(Stored data)
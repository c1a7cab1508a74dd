//! swarmcore - task-execution core for agent swarms
//!
//! Groups of todos with dependencies between them are executed by agent
//! loops that talk to a language model through a shared, rate-limited
//! gateway. Completed groups are audited; failed audits reopen the group
//! with follow-up todos.
//!
//! # Architecture
//!
//! - **Domain Layer** (`domain`): models, errors and port traits
//! - **Application Layer** (`application`): agent loop, audit loop, coordinator
//! - **Service Layer** (`services`): task graph, dependency resolution, tools
//! - **Infrastructure Layer** (`infrastructure`): gateway, config, logging, plan files
//! - **Adapters** (`adapters`): model backends
//! - **CLI Layer** (`cli`): plan inspection commands
//!
//! # Example
//!
//! ```ignore
//! use std::sync::Arc;
//! use swarmcore::{Config, Coordinator, Gateway, LoopContext, RateLimiter, TaskGraph};
//!
//! async fn run(backend: Arc<dyn swarmcore::ModelBackend>, config: &Config) -> anyhow::Result<()> {
//!     let limiter = Arc::new(RateLimiter::from_config(&config.gateway.rate_limit));
//!     let gateway = Arc::new(Gateway::from_config(backend, limiter, &config.gateway));
//!     let graph = Arc::new(TaskGraph::new());
//!     graph.create_group("api", "backend", "Build the API", Vec::<String>::new()).await?;
//!     graph.add_todo("api", "Define routes").await?;
//!
//!     let ctx = LoopContext::new(gateway, graph, config.default_model.clone());
//!     let report = Coordinator::new(ctx, config).run().await?;
//!     println!("{}", report.stop_reason);
//!     Ok(())
//! }
//! ```

pub mod adapters;
pub mod application;
pub mod cli;
pub mod domain;
pub mod infrastructure;
pub mod services;

// Re-export commonly used types for convenience
pub use adapters::backends::ScriptedBackend;
pub use application::{
    AgentLoop, AuditLoop, AuditOutcome, AuditReport, Coordinator, CoordinatorReport,
    CoordinatorStatus, GroupOutcome, LoopContext, LoopState, StopReason,
};
pub use domain::models::{
    AuditStatus, AuditVerdict, ChatMessage, Config, DocumentationBundle, FailurePolicy,
    LimitKind, ModelRequest, ModelResponse, Role, SwarmEvent, TaskGroup, TaskResult, Todo,
    TodoStatus, ToolCall, Usage, WorkerConfig,
};
pub use domain::ports::{ModelBackend, PromptProvider, PromptRole, StaticPrompts, Tool, ToolOutput};
pub use domain::{DomainError, DomainResult, GatewayError};
pub use infrastructure::config::{ConfigError, ConfigLoader};
pub use infrastructure::gateway::{Gateway, GatewayStats, RateLimiter, RetryPolicy};
pub use infrastructure::{PlanFormat, PlanStore};
pub use services::{DependencyResolver, EventSink, GraphSnapshot, TaskGraph, ToolRegistry};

* Activity:
The answer must be a single number: the count of lines above that contain the word "ModelBackend".

* Exercise solution:
2